Ein weiterer Höhepunkt der Reise war der Ausflug nach Barcelona. Bei einer Führung durch das gotische Viertel erhielten die Teilnehmenden ein Gespür für die Geschichte der Stadt, bevor sie diese individuell erkunden konnten. Tief beeindruckt zeigte sich die Gruppe von der Sagrada Familia: Als am späten Nachmittag das Sonnenlicht durch die farbigen Glasfenster fiel, tauchte es den Innenraum in ein spektakuläres Spiel aus Gold-, Blau-, Orange- und Rottönen.
Am Sant-Jordi-Tag selbst stand neben dem individuellen Erkunden der Feierlichkeiten auch der Besuch des Museums und Wohnhauses des Malers Joan Abelló auf dem Programm.

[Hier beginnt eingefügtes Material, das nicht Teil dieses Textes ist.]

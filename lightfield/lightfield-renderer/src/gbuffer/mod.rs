//! G-buffer pass: surface channels + depth, then a second raster of the same draws for
//! motion vectors, linear z and compact normal-depth (depth test only, no depth write).

use std::sync::Arc;

use glam::Mat4;
use wgpu::CommandEncoder;

use crate::camera::Camera;
use crate::resources::{GBufferTargets, DEPTH_FORMAT, MOTION_FORMATS, SURFACE_FORMATS};
use crate::shader;

const GBUFFER_SHADER: &str = include_str!(concat!(env!("CARGO_MANIFEST_DIR"), "/shaders/gbuffer.wgsl"));

/// Constant material written into the surface channels.
#[derive(Clone, Copy, Debug)]
pub struct MaterialParams {
    pub base_color: [f32; 4],
    pub specular: [f32; 3],
    pub roughness: f32,
    pub emissive: [f32; 3],
}

impl Default for MaterialParams {
    fn default() -> Self {
        Self { base_color: [0.8, 0.8, 0.8, 1.0], specular: [0.04; 3], roughness: 0.5, emissive: [0.0; 3] }
    }
}

#[derive(Clone)]
pub struct MeshDraw {
    pub vertex_buf: Arc<wgpu::Buffer>,
    pub index_buf: Arc<wgpu::Buffer>,
    pub index_count: u32,
    /// World transform (column-major 4x4).
    pub transform: [f32; 16],
    /// Last frame's world transform; equal to `transform` for static meshes.
    pub prev_transform: [f32; 16],
    pub material: MaterialParams,
}

#[repr(C)]
#[derive(Copy, Clone, bytemuck::Pod, bytemuck::Zeroable)]
struct ViewUniform {
    view_proj: [f32; 16],
    prev_view_proj: [f32; 16],
    view: [f32; 16],
}

#[repr(C)]
#[derive(Copy, Clone, bytemuck::Pod, bytemuck::Zeroable)]
struct ObjectUniform {
    model: [f32; 16],
    prev_model: [f32; 16],
    normal_matrix: [f32; 16],
    base_color: [f32; 4],
    specular_roughness: [f32; 4],
    emissive: [f32; 4],
}

impl ObjectUniform {
    fn new(transform: [f32; 16], prev_transform: [f32; 16], m: &MaterialParams) -> Self {
        let model = Mat4::from_cols_array(&transform);
        Self {
            model: transform,
            prev_model: prev_transform,
            normal_matrix: model.inverse().transpose().to_cols_array(),
            base_color: m.base_color,
            specular_roughness: [m.specular[0], m.specular[1], m.specular[2], m.roughness],
            emissive: [m.emissive[0], m.emissive[1], m.emissive[2], 0.0],
        }
    }
}

/// Vertex layout shared with the shadow pass: position, normal, uv (32 bytes).
pub const VERTEX_ATTRIBUTES: [wgpu::VertexAttribute; 3] = [
    wgpu::VertexAttribute { offset: 0, shader_location: 0, format: wgpu::VertexFormat::Float32x3 },
    wgpu::VertexAttribute { offset: 12, shader_location: 1, format: wgpu::VertexFormat::Float32x3 },
    wgpu::VertexAttribute { offset: 24, shader_location: 2, format: wgpu::VertexFormat::Float32x2 },
];

pub fn vertex_layout() -> wgpu::VertexBufferLayout<'static> {
    wgpu::VertexBufferLayout {
        array_stride: 32,
        step_mode: wgpu::VertexStepMode::Vertex,
        attributes: &VERTEX_ATTRIBUTES,
    }
}

pub struct GBufferPass {
    surface_pipeline: wgpu::RenderPipeline,
    motion_pipeline: wgpu::RenderPipeline,
    view_layout: wgpu::BindGroupLayout,
    object_layout: wgpu::BindGroupLayout,
}

impl GBufferPass {
    /// `cull_mode` is `Some(Back)` for the main view and `None` for probe faces.
    pub fn new(device: &wgpu::Device, cull_mode: Option<wgpu::Face>) -> Self {
        let shader = shader::create_module(device, "gbuffer_shader", GBUFFER_SHADER);
        let vs_fs = wgpu::ShaderStages::VERTEX | wgpu::ShaderStages::FRAGMENT;
        let view_layout = device.create_bind_group_layout(&wgpu::BindGroupLayoutDescriptor {
            label: Some("gbuffer_view_layout"),
            entries: &[shader::uniform_entry(0, vs_fs, std::mem::size_of::<ViewUniform>() as u64)],
        });
        let object_layout = device.create_bind_group_layout(&wgpu::BindGroupLayoutDescriptor {
            label: Some("gbuffer_object_layout"),
            entries: &[shader::uniform_entry(0, vs_fs, std::mem::size_of::<ObjectUniform>() as u64)],
        });
        let pipeline_layout = device.create_pipeline_layout(&wgpu::PipelineLayoutDescriptor {
            label: Some("gbuffer_pipeline_layout"),
            bind_group_layouts: &[&view_layout, &object_layout],
            push_constant_ranges: &[],
        });
        let primitive = wgpu::PrimitiveState { cull_mode, ..Default::default() };

        let surface_targets = SURFACE_FORMATS.map(|f| Some(wgpu::ColorTargetState::from(f)));
        let surface_pipeline = device.create_render_pipeline(&wgpu::RenderPipelineDescriptor {
            label: Some("gbuffer_surface_pipeline"),
            layout: Some(&pipeline_layout),
            vertex: wgpu::VertexState {
                module: &shader,
                entry_point: Some("vs"),
                buffers: &[vertex_layout()],
                compilation_options: Default::default(),
            },
            fragment: Some(wgpu::FragmentState {
                module: &shader,
                entry_point: Some("fs_surface"),
                targets: &surface_targets,
                compilation_options: Default::default(),
            }),
            primitive,
            depth_stencil: Some(wgpu::DepthStencilState {
                format: DEPTH_FORMAT,
                depth_write_enabled: true,
                depth_compare: wgpu::CompareFunction::LessEqual,
                stencil: wgpu::StencilState::default(),
                bias: wgpu::DepthBiasState::default(),
            }),
            multisample: wgpu::MultisampleState::default(),
            multiview: None,
            cache: None,
        });

        let motion_targets = MOTION_FORMATS.map(|f| Some(wgpu::ColorTargetState::from(f)));
        let motion_pipeline = device.create_render_pipeline(&wgpu::RenderPipelineDescriptor {
            label: Some("gbuffer_motion_pipeline"),
            layout: Some(&pipeline_layout),
            vertex: wgpu::VertexState {
                module: &shader,
                entry_point: Some("vs"),
                buffers: &[vertex_layout()],
                compilation_options: Default::default(),
            },
            fragment: Some(wgpu::FragmentState {
                module: &shader,
                entry_point: Some("fs_motion"),
                targets: &motion_targets,
                compilation_options: Default::default(),
            }),
            primitive,
            depth_stencil: Some(wgpu::DepthStencilState {
                format: DEPTH_FORMAT,
                depth_write_enabled: false,
                depth_compare: wgpu::CompareFunction::LessEqual,
                stencil: wgpu::StencilState::default(),
                bias: wgpu::DepthBiasState::default(),
            }),
            multisample: wgpu::MultisampleState::default(),
            multiview: None,
            cache: None,
        });

        Self { surface_pipeline, motion_pipeline, view_layout, object_layout }
    }

    /// Fill `targets`. The motion channels are only written when `with_motion` is set.
    #[allow(clippy::too_many_arguments)]
    pub fn encode(
        &self,
        encoder: &mut CommandEncoder,
        device: &wgpu::Device,
        queue: &wgpu::Queue,
        targets: &GBufferTargets,
        meshes: &[MeshDraw],
        camera: &Camera,
        prev_view_proj: Mat4,
        with_motion: bool,
    ) {
        let view_uniform = ViewUniform {
            view_proj: camera.view_proj().to_cols_array(),
            prev_view_proj: prev_view_proj.to_cols_array(),
            view: camera.view.to_cols_array(),
        };
        let view_buf = shader::write_uniform(device, queue, "gbuffer_view", &view_uniform);
        let view_bg = device.create_bind_group(&wgpu::BindGroupDescriptor {
            label: Some("gbuffer_view_bind_group"),
            layout: &self.view_layout,
            entries: &[wgpu::BindGroupEntry { binding: 0, resource: view_buf.as_entire_binding() }],
        });
        let object_bgs: Vec<wgpu::BindGroup> = meshes
            .iter()
            .map(|mesh| {
                let buf = shader::write_uniform(device, queue, "gbuffer_object", &ObjectUniform::new(mesh.transform, mesh.prev_transform, &mesh.material));
                device.create_bind_group(&wgpu::BindGroupDescriptor {
                    label: Some("gbuffer_object_bind_group"),
                    layout: &self.object_layout,
                    entries: &[wgpu::BindGroupEntry { binding: 0, resource: buf.as_entire_binding() }],
                })
            })
            .collect();

        let diffuse_opacity = targets.diffuse_opacity_view();
        let specular_roughness = targets.specular_roughness_view();
        let emissive = targets.emissive_view();
        let normal = targets.normal_view();
        let depth_view = targets.depth_view();
        {
            let clear = wgpu::Color::TRANSPARENT;
            let mut rp = encoder.begin_render_pass(&wgpu::RenderPassDescriptor {
                label: Some("gbuffer_surface_pass"),
                color_attachments: &[
                    shader::clear_attachment(&diffuse_opacity, clear),
                    shader::clear_attachment(&specular_roughness, clear),
                    shader::clear_attachment(&emissive, clear),
                    shader::clear_attachment(&normal, clear),
                ],
                depth_stencil_attachment: Some(wgpu::RenderPassDepthStencilAttachment {
                    view: &depth_view,
                    depth_ops: Some(wgpu::Operations { load: wgpu::LoadOp::Clear(1.0), store: wgpu::StoreOp::Store }),
                    stencil_ops: None,
                }),
                timestamp_writes: None,
                occlusion_query_set: None,
            });
            rp.set_pipeline(&self.surface_pipeline);
            rp.set_bind_group(0, &view_bg, &[]);
            for (mesh, bg) in meshes.iter().zip(&object_bgs) {
                rp.set_bind_group(1, bg, &[]);
                rp.set_vertex_buffer(0, mesh.vertex_buf.slice(..));
                rp.set_index_buffer(mesh.index_buf.slice(..), wgpu::IndexFormat::Uint32);
                rp.draw_indexed(0..mesh.index_count, 0, 0..1);
            }
        }
        if !with_motion {
            return;
        }

        let motion = targets.motion_view();
        let linear_z = targets.linear_z_view();
        let compact = targets.compact_normal_depth_view();
        // Background keeps zero motion and a far linear z so SVGF rejects it.
        let far = wgpu::Color { r: camera.far as f64, g: 0.0, b: 0.0, a: 0.0 };
        let far_nd = wgpu::Color { r: 0.5, g: 0.5, b: camera.far as f64, a: 0.0 };
        let mut rp = encoder.begin_render_pass(&wgpu::RenderPassDescriptor {
            label: Some("gbuffer_motion_pass"),
            color_attachments: &[
                shader::clear_attachment(&motion, wgpu::Color::TRANSPARENT),
                shader::clear_attachment(&linear_z, far),
                shader::clear_attachment(&compact, far_nd),
            ],
            depth_stencil_attachment: Some(wgpu::RenderPassDepthStencilAttachment {
                view: &depth_view,
                depth_ops: Some(wgpu::Operations { load: wgpu::LoadOp::Load, store: wgpu::StoreOp::Store }),
                stencil_ops: None,
            }),
            timestamp_writes: None,
            occlusion_query_set: None,
        });
        rp.set_pipeline(&self.motion_pipeline);
        rp.set_bind_group(0, &view_bg, &[]);
        for (mesh, bg) in meshes.iter().zip(&object_bgs) {
            rp.set_bind_group(1, bg, &[]);
            rp.set_vertex_buffer(0, mesh.vertex_buf.slice(..));
            rp.set_index_buffer(mesh.index_buf.slice(..), wgpu::IndexFormat::Uint32);
            rp.draw_indexed(0..mesh.index_count, 0, 0..1);
        }
    }
}

#[cfg(test)]
mod tests {
    use super::*;
    use approx::assert_relative_eq;

    #[test]
    fn object_uniform_layout_is_std140_friendly() {
        assert_eq!(std::mem::size_of::<ObjectUniform>() % 16, 0);
        assert_eq!(std::mem::size_of::<ViewUniform>() % 16, 0);
    }

    #[test]
    fn normal_matrix_undoes_non_uniform_scale() {
        let model = Mat4::from_scale(glam::Vec3::new(2.0, 1.0, 1.0)).to_cols_array();
        let material = MaterialParams { roughness: 0.25, ..Default::default() };
        let u = ObjectUniform::new(model, model, &material);
        let n = Mat4::from_cols_array(&u.normal_matrix);
        // A 45° normal in the xy plane leans towards y once x is stretched.
        let normal = n.transform_vector3(glam::Vec3::new(1.0, 1.0, 0.0).normalize()).normalize();
        assert!(normal.y > normal.x);
        assert_relative_eq!(u.specular_roughness[3], 0.25);
        assert_relative_eq!(u.emissive[3], 0.0);
    }
}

Auch die katalanische Küste wurde erkundet: In Calella de Palafrugell begann ein malerischer Spaziergang entlang des Küstenwegs nach Llafranc, begleitet von herrlichen Ausblicken auf das Mittelmeer. Einige nahmen anschließend den steilen Aufstieg zum Leuchtturm in Angriff – mit Steigungen von bis zu 20 Prozent. Die Mühe wurde mit einer atemberaubenden Aussicht belohnt, die bei klarer Sicht bis zu den Pyrenäen reichte. Den Abschluss bildete ein entspannter Rundgang durch die Gartenanlagen von Cap Roig.
Am vorletzten Tag führte die Reise nach Girona mit seiner beeindruckenden Altstadt und der mächtigen Kathedrale. Mit dem Besuch des liebevoll restaurierten mittelalterlichen Dorfes Pals klang das Programm aus – ein Ort, der mit seinen engen Gassen und historischem Charme zum Verweilen einlädt.
Neben all den kulturellen Eindrücken blieb vor allem eines in Erinnerung: Die großartige Stimmung innerhalb der Gruppe. Es wurde viel gelacht, intensiv diskutiert und gemeinsam erlebt. Auch kulinarisch ließ die Reise keine Wünsche offen – insbesondere die Vielzahl köstlicher Tapas.